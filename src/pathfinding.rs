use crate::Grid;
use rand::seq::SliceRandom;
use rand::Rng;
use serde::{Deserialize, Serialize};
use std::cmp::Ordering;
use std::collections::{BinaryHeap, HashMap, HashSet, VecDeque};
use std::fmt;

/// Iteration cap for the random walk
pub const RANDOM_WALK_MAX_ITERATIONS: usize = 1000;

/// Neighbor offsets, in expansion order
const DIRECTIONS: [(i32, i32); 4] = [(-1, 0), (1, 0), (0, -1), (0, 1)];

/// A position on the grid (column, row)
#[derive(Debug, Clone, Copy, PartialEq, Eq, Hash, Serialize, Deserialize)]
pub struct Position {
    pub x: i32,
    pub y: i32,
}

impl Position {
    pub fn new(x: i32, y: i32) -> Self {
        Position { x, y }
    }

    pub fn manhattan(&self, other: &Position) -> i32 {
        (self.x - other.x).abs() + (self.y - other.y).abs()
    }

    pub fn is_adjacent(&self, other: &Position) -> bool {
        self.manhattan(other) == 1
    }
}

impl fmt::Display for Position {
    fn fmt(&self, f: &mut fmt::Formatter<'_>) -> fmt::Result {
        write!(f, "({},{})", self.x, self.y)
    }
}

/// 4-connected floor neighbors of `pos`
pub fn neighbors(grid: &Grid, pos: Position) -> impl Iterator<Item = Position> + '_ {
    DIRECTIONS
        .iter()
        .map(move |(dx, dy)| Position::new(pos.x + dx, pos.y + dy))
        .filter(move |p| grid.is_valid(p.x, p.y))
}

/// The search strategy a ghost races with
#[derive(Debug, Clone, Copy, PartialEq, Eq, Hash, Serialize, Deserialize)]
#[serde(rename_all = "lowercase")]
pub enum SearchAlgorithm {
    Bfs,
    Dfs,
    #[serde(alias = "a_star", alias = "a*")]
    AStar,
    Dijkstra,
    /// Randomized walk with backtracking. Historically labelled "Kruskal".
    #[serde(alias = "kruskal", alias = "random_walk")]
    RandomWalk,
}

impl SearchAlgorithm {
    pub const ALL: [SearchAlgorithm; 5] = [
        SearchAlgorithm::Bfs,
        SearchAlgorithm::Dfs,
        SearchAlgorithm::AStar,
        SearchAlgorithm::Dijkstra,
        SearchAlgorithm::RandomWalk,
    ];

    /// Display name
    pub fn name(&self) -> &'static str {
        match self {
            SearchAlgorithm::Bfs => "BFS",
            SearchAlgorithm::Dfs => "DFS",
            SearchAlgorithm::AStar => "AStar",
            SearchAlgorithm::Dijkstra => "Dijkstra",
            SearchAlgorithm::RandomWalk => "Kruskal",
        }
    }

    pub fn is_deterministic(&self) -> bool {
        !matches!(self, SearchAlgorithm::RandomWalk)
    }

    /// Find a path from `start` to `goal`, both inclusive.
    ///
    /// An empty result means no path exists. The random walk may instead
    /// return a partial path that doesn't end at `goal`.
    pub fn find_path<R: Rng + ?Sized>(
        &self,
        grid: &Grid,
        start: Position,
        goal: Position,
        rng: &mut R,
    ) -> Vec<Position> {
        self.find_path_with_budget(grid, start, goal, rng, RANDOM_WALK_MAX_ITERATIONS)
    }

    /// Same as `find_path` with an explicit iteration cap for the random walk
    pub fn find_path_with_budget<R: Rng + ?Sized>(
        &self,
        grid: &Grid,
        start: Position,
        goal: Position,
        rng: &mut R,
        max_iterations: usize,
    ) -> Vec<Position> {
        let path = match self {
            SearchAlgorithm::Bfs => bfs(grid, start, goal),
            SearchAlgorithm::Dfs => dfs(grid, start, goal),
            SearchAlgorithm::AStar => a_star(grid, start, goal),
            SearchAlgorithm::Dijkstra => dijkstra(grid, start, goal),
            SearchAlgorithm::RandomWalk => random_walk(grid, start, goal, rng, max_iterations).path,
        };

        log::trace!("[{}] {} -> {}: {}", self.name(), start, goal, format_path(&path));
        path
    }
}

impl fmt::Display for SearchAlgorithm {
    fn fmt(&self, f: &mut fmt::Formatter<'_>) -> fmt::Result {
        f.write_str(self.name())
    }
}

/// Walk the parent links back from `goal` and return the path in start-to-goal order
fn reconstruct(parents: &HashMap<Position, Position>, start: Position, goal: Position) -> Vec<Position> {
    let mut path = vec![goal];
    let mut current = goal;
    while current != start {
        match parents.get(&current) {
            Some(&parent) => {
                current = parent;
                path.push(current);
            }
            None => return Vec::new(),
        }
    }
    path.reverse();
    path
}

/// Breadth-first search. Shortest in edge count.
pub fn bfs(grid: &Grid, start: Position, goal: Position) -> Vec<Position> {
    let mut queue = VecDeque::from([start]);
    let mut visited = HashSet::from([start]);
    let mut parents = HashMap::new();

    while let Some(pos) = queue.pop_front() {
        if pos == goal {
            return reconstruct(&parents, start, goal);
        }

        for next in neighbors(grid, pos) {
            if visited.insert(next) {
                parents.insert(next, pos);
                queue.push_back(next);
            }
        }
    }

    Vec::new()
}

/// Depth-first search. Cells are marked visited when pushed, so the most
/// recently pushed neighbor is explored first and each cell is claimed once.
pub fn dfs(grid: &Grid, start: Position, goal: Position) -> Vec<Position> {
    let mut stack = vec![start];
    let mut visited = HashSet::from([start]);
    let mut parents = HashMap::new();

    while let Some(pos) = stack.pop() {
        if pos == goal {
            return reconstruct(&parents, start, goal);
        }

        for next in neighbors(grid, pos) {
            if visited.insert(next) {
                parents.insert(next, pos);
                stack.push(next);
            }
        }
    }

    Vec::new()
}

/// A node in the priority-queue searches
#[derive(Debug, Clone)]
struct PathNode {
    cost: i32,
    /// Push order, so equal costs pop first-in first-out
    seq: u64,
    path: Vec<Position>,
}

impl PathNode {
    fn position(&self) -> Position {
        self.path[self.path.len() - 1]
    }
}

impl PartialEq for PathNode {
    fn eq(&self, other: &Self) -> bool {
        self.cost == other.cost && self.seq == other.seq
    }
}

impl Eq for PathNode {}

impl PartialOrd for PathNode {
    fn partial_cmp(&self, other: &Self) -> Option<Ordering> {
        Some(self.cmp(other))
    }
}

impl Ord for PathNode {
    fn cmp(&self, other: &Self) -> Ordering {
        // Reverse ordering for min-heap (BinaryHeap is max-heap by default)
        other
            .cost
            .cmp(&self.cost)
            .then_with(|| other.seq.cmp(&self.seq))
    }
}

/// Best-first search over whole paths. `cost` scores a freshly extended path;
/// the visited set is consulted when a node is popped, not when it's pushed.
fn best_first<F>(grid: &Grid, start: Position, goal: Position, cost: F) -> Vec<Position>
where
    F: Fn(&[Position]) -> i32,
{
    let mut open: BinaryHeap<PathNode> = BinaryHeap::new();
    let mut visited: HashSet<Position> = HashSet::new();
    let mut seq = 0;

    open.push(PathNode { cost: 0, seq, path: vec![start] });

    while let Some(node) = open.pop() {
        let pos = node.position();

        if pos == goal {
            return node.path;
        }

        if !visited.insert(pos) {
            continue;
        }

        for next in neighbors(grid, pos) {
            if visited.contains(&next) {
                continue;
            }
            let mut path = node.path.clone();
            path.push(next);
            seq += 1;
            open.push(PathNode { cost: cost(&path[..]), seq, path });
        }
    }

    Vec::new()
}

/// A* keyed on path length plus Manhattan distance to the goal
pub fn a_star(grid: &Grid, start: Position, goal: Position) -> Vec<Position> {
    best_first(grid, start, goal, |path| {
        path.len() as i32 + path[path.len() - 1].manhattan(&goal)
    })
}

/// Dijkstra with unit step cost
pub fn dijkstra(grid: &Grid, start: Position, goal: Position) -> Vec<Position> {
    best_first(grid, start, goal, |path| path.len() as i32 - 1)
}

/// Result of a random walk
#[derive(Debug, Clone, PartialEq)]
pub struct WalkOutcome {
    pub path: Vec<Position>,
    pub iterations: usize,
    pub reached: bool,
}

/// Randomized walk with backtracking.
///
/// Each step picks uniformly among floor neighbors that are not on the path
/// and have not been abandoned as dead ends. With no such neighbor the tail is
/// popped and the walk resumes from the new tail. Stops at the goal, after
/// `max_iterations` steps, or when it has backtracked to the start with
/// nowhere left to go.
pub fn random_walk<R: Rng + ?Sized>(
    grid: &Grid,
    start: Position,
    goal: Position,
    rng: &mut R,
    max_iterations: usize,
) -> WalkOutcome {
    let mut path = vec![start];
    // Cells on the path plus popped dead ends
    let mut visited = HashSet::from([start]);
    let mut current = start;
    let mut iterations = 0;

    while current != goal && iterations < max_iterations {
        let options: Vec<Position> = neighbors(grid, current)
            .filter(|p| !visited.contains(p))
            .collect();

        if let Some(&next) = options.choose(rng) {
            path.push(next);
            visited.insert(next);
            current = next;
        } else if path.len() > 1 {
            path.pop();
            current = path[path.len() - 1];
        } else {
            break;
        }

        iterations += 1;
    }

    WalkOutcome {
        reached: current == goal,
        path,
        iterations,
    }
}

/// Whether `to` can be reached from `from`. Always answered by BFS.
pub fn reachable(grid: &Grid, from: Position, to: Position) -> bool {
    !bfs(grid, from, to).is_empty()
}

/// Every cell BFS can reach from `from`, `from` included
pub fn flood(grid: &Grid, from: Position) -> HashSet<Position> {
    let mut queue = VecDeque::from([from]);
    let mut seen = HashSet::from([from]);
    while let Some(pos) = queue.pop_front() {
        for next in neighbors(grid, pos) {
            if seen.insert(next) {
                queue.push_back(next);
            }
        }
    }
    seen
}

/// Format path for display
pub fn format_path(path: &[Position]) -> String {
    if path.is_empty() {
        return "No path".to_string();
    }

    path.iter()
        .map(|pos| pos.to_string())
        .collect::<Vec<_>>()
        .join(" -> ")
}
§
§ **Aim of the exercise**
When you reach the line containing "pub fn is_deterministic(&self)" in the data above, start copying exactly, and stop after the line containing "walk may instead".

§ **Answer**
    pub fn is_deterministic(&self) -> bool {
        !matches!(self, SearchAlgorithm::RandomWalk)
    }

    /// Find a path from `start` to `goal`, both inclusive.
    ///
    /// An empty result means no path exists. The random walk may instead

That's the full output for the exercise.